The word "unique" should be banned in conenction with biometrics. It's not accurate, and it's used to create over-statements in biometric product marketing.
This is not mere nit picking. The biometrics industry gets away with terrible hyperbole, aided and abetted by loose talk, lulling users into a false sense of security. Managers and strategists need to understand at every turn that there is no such thing as perfect security. Biometric systems fail. But when lay people hear “unique” they think that’s the end of the story. They’re not encouraged to look at the error rate specs and think deeply about what they really mean.
Exaggeration in use of the word "unique" is just the tip of the iceberg. Biometrics vendors are full of it:
Economical with the truth
- Major palm vein vendors claim spectacular error rates of FAR = 0.00008% and FRR = 0.01%. Their brochures show these specs side-by-side, without any mention of the fact that these are best case figures, and utterly impossible to achieve together. I've been asking one vendor for their Detection Error Tradeoff (DET) curves for years but I'm told they're commercial in confidence. The vendor won't even cough up the Equal Error Rate. And why? Because the tradeoff is shocking.
- The International Biometric Group in 2006 published the only palm vein DET curve I have managed to find, in its Comparative Biometric Testing Round 6 ("CBT 6"). Curiously this report is hard to find nowadays, but I have a copy if anyone wants to see it. The DET curves give the lie to the best case vendor specs. For when the palm vein system is tuned to highest security setting with a best possible False Match Rate of 0.0007%, the False Non Match rate deteriorates to 12%, or worse than one in ten. [Ref: CBT6 Executive Summary, p6]
Clueless about privacy
- You'd think that biometric vendors would brush up on privacy. One of them attempted recently to calm fears over facial recognition by asserting that "a face is not, nor has it ever been, considered private". This red herring belies a terrible misunderstanding of information privacy. Once faces are rendered personally identifiable by OSNs and names attached to the terabytes of hitherto anonymous snapshots in their stores, then that data becomes automatically subject to privacy law in many jurisdictions. It's a scandal of the highest order: albums innocently uploaded into the cloud over many years, now suddently rendered identifiable, and trawled for commercially valuable intelligence, without consent, and without any explanation in the operators' Privacy Policies.

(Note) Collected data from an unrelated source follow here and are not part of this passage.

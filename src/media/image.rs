// SPDX-License-Identifier: MPL-2.0
//! Image loading and decoding for slides (PNG, JPEG, GIF, WebP, BMP).

use iced::widget::image;
use image_rs::GenericImageView;

use super::Source;
use crate::error::Result;

/// A decoded image ready for display.
#[derive(Debug, Clone)]
pub struct ImageData {
    pub handle: image::Handle,
    pub width: u32,
    pub height: u32,
}

impl ImageData {
    /// Creates a new `ImageData` from RGBA pixels.
    #[must_use]
    pub fn from_rgba(width: u32, height: u32, pixels: Vec<u8>) -> Self {
        let handle = image::Handle::from_rgba(width, height, pixels);
        Self {
            handle,
            width,
            height,
        }
    }
}

/// Decodes encoded image bytes (PNG, JPEG, etc.) into widget-ready data.
///
/// # Errors
///
/// Returns [`crate::error::Error::Load`] when the bytes are not a
/// supported image.
pub fn decode_bytes(bytes: &[u8]) -> Result<ImageData> {
    let img = image_rs::load_from_memory(bytes)?;
    let (width, height) = img.dimensions();
    let pixels = img.to_rgba8().into_vec();
    Ok(ImageData::from_rgba(width, height, pixels))
}

/// Resolves a slide source and decodes it.
///
/// Paths are read from disk; URLs are fetched over HTTP. The bytes are
/// decoded before this returns, so a success is guaranteed displayable.
///
/// # Errors
///
/// Returns a load error when the source is empty, the bytes cannot be
/// obtained, or decoding fails.
pub async fn load(src: String) -> Result<ImageData> {
    let source = Source::parse(&src)?;
    let bytes = match &source {
        Source::Path(path) => tokio::fs::read(path).await?,
        Source::Url(url) => fetch_bytes(url).await?,
    };
    decode_bytes(&bytes)
}

async fn fetch_bytes(url: &str) -> Result<Vec<u8>> {
    let response = reqwest::get(url).await?.error_for_status()?;
    let bytes = response.bytes().await?;
    Ok(bytes.to_vec())
}
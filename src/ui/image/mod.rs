// SPDX-License-Identifier: MPL-2.0
//! Carousel image element.
//!
//! One element owns one slide image through its whole lifecycle: the source
//! resolves asynchronously while a loading placeholder renders, then the
//! element settles into a success or error rendering exactly once. Marker
//! classes on the root advertise the current state for styling.

pub mod component;
pub mod props;
pub mod status;
pub mod view;

pub use component::{Effect, Message, State};
pub use props::{LoadCallback, Props, RenderOverride, RootTag};
pub use status::ImageStatus;
pub use view::{view, Content, ViewModel};
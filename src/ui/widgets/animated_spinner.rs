// SPDX-License-Identifier: MPL-2.0
//! Animated spinner widget using Canvas for smooth rotation.

use crate::ui::design_tokens::sizing;
use iced::widget::canvas::{self, Cache, Canvas, Frame, Geometry, Path, Stroke};
use iced::{mouse, Color, Length, Point, Rectangle, Renderer, Theme};
use std::f32::consts::PI;

const STROKE_WIDTH: f32 = 3.0;
const ARC_SEGMENTS: u32 = 30;

/// Animated spinner that rotates smoothly.
///
/// Slides draw it small inside their loading placeholder; the carousel
/// overlay draws it large on top of the whole strip.
pub struct AnimatedSpinner {
    cache: Cache,
    rotation: f32, // Rotation angle in radians
    color: Color,
    size: f32,
}

impl AnimatedSpinner {
    /// Creates a new animated spinner with the given color and rotation angle.
    #[must_use]
    pub fn new(color: Color, rotation: f32) -> Self {
        Self {
            cache: Cache::default(),
            rotation,
            color,
            size: sizing::SPINNER_MD,
        }
    }

    /// Sets the spinner diameter.
    #[must_use]
    pub fn with_size(mut self, size: f32) -> Self {
        self.size = size;
        self
    }

    /// Updates the rotation angle and invalidates the cache.
    #[must_use]
    pub fn with_rotation(mut self, rotation: f32) -> Self {
        self.rotation = rotation;
        self.cache.clear();
        self
    }

    /// Creates a Canvas widget from this spinner.
    pub fn into_element<Message: 'static>(self) -> iced::Element<'static, Message> {
        let size = self.size;
        Canvas::new(self)
            .width(Length::Fixed(size))
            .height(Length::Fixed(size))
            .into()
    }
}

/// Approximates a circular arc with line segments.
///
/// Canvas paths have no arc primitive that plays well with strokes, so the
/// arc is sampled at a resolution where the segments are invisible at
/// spinner sizes.
fn arc_path(center: Point, radius: f32, start_angle: f32, end_angle: f32) -> Path {
    let mut builder = canvas::path::Builder::new();

    let point_at = |angle: f32| {
        Point::new(
            center.x + radius * angle.cos(),
            center.y + radius * angle.sin(),
        )
    };

    builder.move_to(point_at(start_angle));
    #[allow(clippy::cast_precision_loss)] // segment index is tiny, no precision loss
    for i in 1..=ARC_SEGMENTS {
        let t = i as f32 / ARC_SEGMENTS as f32;
        builder.line_to(point_at(start_angle + (end_angle - start_angle) * t));
    }

    builder.build()
}

impl<Message> canvas::Program<Message> for AnimatedSpinner {
    type State = ();

    fn draw(
        &self,
        _state: &Self::State,
        renderer: &Renderer,
        _theme: &Theme,
        bounds: Rectangle,
        _cursor: mouse::Cursor,
    ) -> Vec<Geometry> {
        let geometry = self
            .cache
            .draw(renderer, bounds.size(), |frame: &mut Frame| {
                let center = frame.center();
                let radius = frame.width().min(frame.height()) / 2.0 - 4.0;

                // Static track circle behind the arc
                let track = Path::circle(center, radius);
                frame.stroke(
                    &track,
                    Stroke::default().with_width(STROKE_WIDTH).with_color(Color {
                        a: 0.25,
                        ..self.color
                    }),
                );

                // Half-circle arc, offset so rotation zero starts at the top
                let start_angle = self.rotation - PI / 2.0;
                let arc = arc_path(center, radius, start_angle, start_angle + PI);
                frame.stroke(
                    &arc,
                    Stroke::default()
                        .with_width(STROKE_WIDTH)
                        .with_color(self.color)
                        .with_line_cap(canvas::LineCap::Round),
                );
            });

        vec![geometry]
    }
}
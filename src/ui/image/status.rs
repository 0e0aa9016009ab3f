// SPDX-License-Identifier: MPL-2.0
//! Load lifecycle status for the image element.

use std::fmt;
use std::str::FromStr;

use crate::error::Error;

/// The three legal load states of an image element.
///
/// The status starts at `Loading` and makes at most one transition, to
/// `Success` or to `Error`. Both of those are terminal.
#[derive(Debug, Clone, Copy, PartialEq, Eq, Default)]
pub enum ImageStatus {
    #[default]
    Loading,
    Success,
    Error,
}

impl ImageStatus {
    /// Canonical literal for the loading state.
    pub const LOADING: &'static str = "loading";
    /// Canonical literal for the success state.
    pub const SUCCESS: &'static str = "success";
    /// Canonical literal for the error state.
    pub const ERROR: &'static str = "error";

    /// Returns the canonical lowercase literal for this status.
    #[must_use]
    pub fn as_str(self) -> &'static str {
        match self {
            ImageStatus::Loading => Self::LOADING,
            ImageStatus::Success => Self::SUCCESS,
            ImageStatus::Error => Self::ERROR,
        }
    }

    /// Returns true once the load outcome is settled.
    #[must_use]
    pub fn is_terminal(self) -> bool {
        matches!(self, ImageStatus::Success | ImageStatus::Error)
    }
}

impl fmt::Display for ImageStatus {
    fn fmt(&self, f: &mut fmt::Formatter<'_>) -> fmt::Result {
        f.write_str(self.as_str())
    }
}

impl FromStr for ImageStatus {
    type Err = Error;

    /// Parses a canonical status literal.
    ///
    /// This is the only path by which an external string becomes a status.
    /// Any value outside the three recognized literals fails with
    /// [`Error::InvalidState`] instead of being silently coerced.
    fn from_str(raw: &str) -> Result<Self, Self::Err> {
        match raw {
            Self::LOADING => Ok(ImageStatus::Loading),
            Self::SUCCESS => Ok(ImageStatus::Success),
            Self::ERROR => Ok(ImageStatus::Error),
            other => Err(Error::InvalidState(other.to_string())),
        }
    }
}
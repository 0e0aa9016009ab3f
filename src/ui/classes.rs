// SPDX-License-Identifier: MPL-2.0
//! Marker classes attached to carousel elements.
//!
//! Styling is resolved from these markers rather than from widget identity,
//! so a rendered element advertises its role and state through its class
//! list alone. Embedders that relayer the widgets keep working as long as
//! the markers survive.

/// Base marker present on every image element.
pub const IMAGE: &str = "carousel__image";

/// Marker added while the image is still loading.
pub const IMAGE_LOADING: &str = "carousel__image--loading";

/// Marker added after a failed load when no custom error handler is set.
pub const IMAGE_ERROR: &str = "carousel__image--error";

/// Marker added when the element draws its image as a background fill.
pub const WITH_BACKGROUND: &str = "carousel__image--with-background";

/// Joins markers into a single space separated attribute string.
#[must_use]
pub fn join(classes: &[&str]) -> String {
    classes.join(" ")
}
// SPDX-License-Identifier: MPL-2.0
//! Construction-time configuration for the image element.

use std::fmt;

use iced::Element;

use super::component::Message;

/// Root widget the element renders into.
#[derive(Debug, Clone, Copy, PartialEq, Eq, Default)]
pub enum RootTag {
    /// Native inline image widget.
    #[default]
    Image,
    /// Generic container that can host a background fill.
    Container,
}

/// Callback invoked on a terminal load transition.
pub type LoadCallback = Box<dyn Fn()>;

/// Caller-supplied markup replacing a lifecycle state's default rendering.
pub type RenderOverride = Box<dyn Fn() -> Element<'static, Message>>;

/// Configuration for one image element, built fluently:
///
/// ```
/// use iced_carousel::ui::image::{Props, RootTag};
///
/// let props = Props::new("photos/beach.jpg")
///     .tag(RootTag::Container)
///     .bg_image(true)
///     .master_spinner(true)
///     .alt("Beach at sunset");
/// ```
///
/// Everything except `src` is optional. The config is consumed at element
/// construction and never mutated afterwards.
pub struct Props {
    pub(crate) src: String,
    pub(crate) tag: RootTag,
    pub(crate) is_bg_image: bool,
    pub(crate) has_master_spinner: bool,
    pub(crate) alt: Option<String>,
    pub(crate) class: Option<String>,
    pub(crate) width: Option<f32>,
    pub(crate) height: Option<f32>,
    pub(crate) on_load: Option<LoadCallback>,
    pub(crate) on_error: Option<LoadCallback>,
    pub(crate) render_loading: Option<RenderOverride>,
    pub(crate) render_error: Option<RenderOverride>,
}

impl Props {
    /// Creates a configuration for the given source string.
    #[must_use]
    pub fn new(src: impl Into<String>) -> Self {
        Self {
            src: src.into(),
            tag: RootTag::default(),
            is_bg_image: false,
            has_master_spinner: false,
            alt: None,
            class: None,
            width: None,
            height: None,
            on_load: None,
            on_error: None,
            render_loading: None,
            render_error: None,
        }
    }

    /// Sets the root widget kind.
    #[must_use]
    pub fn tag(mut self, tag: RootTag) -> Self {
        self.tag = tag;
        self
    }

    /// Renders the resource as a background fill instead of an inline image.
    ///
    /// Only honored on a [`RootTag::Container`] root; combined with an
    /// inline image root it degrades to inline rendering with a diagnostic.
    #[must_use]
    pub fn bg_image(mut self, is_bg_image: bool) -> Self {
        self.is_bg_image = is_bg_image;
        self
    }

    /// Registers this element with the carousel's shared spinner.
    #[must_use]
    pub fn master_spinner(mut self, has_master_spinner: bool) -> Self {
        self.has_master_spinner = has_master_spinner;
        self
    }

    /// Sets the textual description shown when the image cannot be drawn.
    #[must_use]
    pub fn alt(mut self, alt: impl Into<String>) -> Self {
        self.alt = Some(alt.into());
        self
    }

    /// Appends a caller-supplied class to the element's marker classes.
    #[must_use]
    pub fn class(mut self, class: impl Into<String>) -> Self {
        self.class = Some(class.into());
        self
    }

    /// Fixes the element width in logical pixels.
    #[must_use]
    pub fn width(mut self, width: f32) -> Self {
        self.width = Some(width);
        self
    }

    /// Fixes the element height in logical pixels.
    #[must_use]
    pub fn height(mut self, height: f32) -> Self {
        self.height = Some(height);
        self
    }

    /// Sets the callback invoked when the load succeeds.
    #[must_use]
    pub fn on_load(mut self, callback: impl Fn() + 'static) -> Self {
        self.on_load = Some(Box::new(callback));
        self
    }

    /// Sets the callback invoked when the load fails.
    ///
    /// Supplying this suppresses the default error marker class.
    #[must_use]
    pub fn on_error(mut self, callback: impl Fn() + 'static) -> Self {
        self.on_error = Some(Box::new(callback));
        self
    }

    /// Replaces the default loading markup.
    #[must_use]
    pub fn render_loading(
        mut self,
        render: impl Fn() -> Element<'static, Message> + 'static,
    ) -> Self {
        self.render_loading = Some(Box::new(render));
        self
    }

    /// Replaces the default error markup.
    #[must_use]
    pub fn render_error(
        mut self,
        render: impl Fn() -> Element<'static, Message> + 'static,
    ) -> Self {
        self.render_error = Some(Box::new(render));
        self
    }
}

impl fmt::Debug for Props {
    fn fmt(&self, f: &mut fmt::Formatter<'_>) -> fmt::Result {
        f.debug_struct("Props")
            .field("src", &self.src)
            .field("tag", &self.tag)
            .field("is_bg_image", &self.is_bg_image)
            .field("has_master_spinner", &self.has_master_spinner)
            .field("alt", &self.alt)
            .field("class", &self.class)
            .finish_non_exhaustive()
    }
}
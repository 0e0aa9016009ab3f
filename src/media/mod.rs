// SPDX-License-Identifier: MPL-2.0
//! Image source handling for carousel slides.
//!
//! Slides address their content by source string. This module classifies
//! the string, fetches the bytes, and decodes them into widget-ready data.

pub mod image;

use std::path::PathBuf;

use crate::diagnostics::SourceKind;
use crate::error::LoadError;

// Re-export commonly used types
pub use image::{decode_bytes, load, ImageData};

/// A classified slide source.
///
/// Source strings come in two shapes: local filesystem paths and
/// `http`/`https` URLs. Everything that is not a URL is treated as a path.
#[derive(Debug, Clone, PartialEq, Eq)]
pub enum Source {
    /// Local filesystem path.
    Path(PathBuf),
    /// Remote URL.
    Url(String),
}

impl Source {
    /// Classifies a raw source string.
    ///
    /// # Errors
    ///
    /// Returns [`LoadError::EmptySource`] when the string is empty or
    /// whitespace only.
    pub fn parse(raw: &str) -> Result<Self, LoadError> {
        let trimmed = raw.trim();
        if trimmed.is_empty() {
            return Err(LoadError::EmptySource);
        }
        if trimmed.starts_with("http://") || trimmed.starts_with("https://") {
            Ok(Source::Url(trimmed.to_string()))
        } else {
            Ok(Source::Path(PathBuf::from(trimmed)))
        }
    }

    /// Returns the diagnostics category for this source.
    #[must_use]
    pub fn kind(&self) -> SourceKind {
        match self {
            Source::Path(_) => SourceKind::Path,
            Source::Url(_) => SourceKind::Url,
        }
    }
}
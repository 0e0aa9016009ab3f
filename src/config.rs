//! This module handles the gallery's configuration, including loading and
//! saving the slide list to a `gallery.toml` file.
//!
//! # Examples
//!
//! ```no_run
//! use iced_carousel::config::{self, GalleryConfig};
//!
//! let mut config = config::load().unwrap_or_default();
//! config.master_spinner = Some(false);
//! config::save(&config).expect("Failed to save config");
//! ```

use crate::error::Result;
use serde::{Deserialize, Serialize};
use std::fs;
use std::path::{Path, PathBuf};

const CONFIG_FILE: &str = "gallery.toml";
const APP_NAME: &str = "IcedCarousel";

/// Default diagnostics buffer capacity when the file does not set one.
pub const DEFAULT_DIAGNOSTICS_CAPACITY: usize = 256;

#[derive(Debug, Clone, Serialize, Deserialize)]
pub struct GalleryConfig {
    /// Slide source strings (paths or URLs), in display order.
    #[serde(default)]
    pub sources: Vec<String>,
    /// Defer per-slide spinners to one carousel-wide overlay.
    #[serde(default)]
    pub master_spinner: Option<bool>,
    /// Render slides as background fills instead of inline images.
    #[serde(default)]
    pub bg_slides: Option<bool>,
    /// How many diagnostic events to retain.
    #[serde(default)]
    pub diagnostics_capacity: Option<usize>,
}

impl Default for GalleryConfig {
    fn default() -> Self {
        Self {
            sources: Vec::new(),
            master_spinner: Some(true),
            bg_slides: Some(false),
            diagnostics_capacity: Some(DEFAULT_DIAGNOSTICS_CAPACITY),
        }
    }
}

fn get_default_config_path() -> Option<PathBuf> {
    dirs::config_dir().map(|mut path| {
        path.push(APP_NAME);
        path.push(CONFIG_FILE);
        path
    })
}

pub fn load() -> Result<GalleryConfig> {
    if let Some(path) = get_default_config_path() {
        if path.exists() {
            return load_from_path(&path);
        }
    }
    Ok(GalleryConfig::default())
}

pub fn save(config: &GalleryConfig) -> Result<()> {
    if let Some(path) = get_default_config_path() {
        return save_to_path(config, &path);
    }
    Ok(())
}

/// Loads a configuration from an explicit path.
///
/// # Errors
///
/// Returns an error when the file cannot be read or does not parse. A
/// malformed slide list is surfaced rather than silently replaced, since
/// the config is the gallery's entire content.
pub fn load_from_path(path: &Path) -> Result<GalleryConfig> {
    let content = fs::read_to_string(path)?;
    Ok(toml::from_str(&content)?)
}

pub fn save_to_path(config: &GalleryConfig, path: &Path) -> Result<()> {
    if let Some(parent) = path.parent() {
        fs::create_dir_all(parent)?;
    }
    let content = toml::to_string_pretty(config)?;
    fs::write(path, content)?;
    Ok(())
}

Ignoring published research
- And you'd think that for such a research-intensive field (where many products are barely out of the lab) vendors would be up to date. Yet one of them has repeatedly claimed that biometric templates "are nearly impossible to be reverse engineered". This is either a lie or willful ignorance. The academic literature has many examples of facial and fingerprint templates being reverse engineered by successive approximation methods to create synthetic raw biometrics that generate matches with target templates. Tellingly, the untruth that templates can't be reversed has been recently repeated in connection with the possible theft of biometric data of all Israeli citizens. When passwords or keys or any normal security secrets are breached, then the first thing we do is cancel them and re-issue the users with new ones, along with abject apologies for the inconvenience. But with biometrics, that's not an option. So no wonder vendors are so keen to stretch the truth about template security; to admit there is a risk of identity theft, without the ability to reinstate the biometrics of affected victims, would be catastrophic
With more critical thinking, managers and biometric buyers would start to ask the tough questions. Such as How are you testing this system? How do real life error rates compare with bench testing (which the FBI warns is always optimistic)? And what is the disaster recovery plan in the event that a criminal steals a user’s biometric?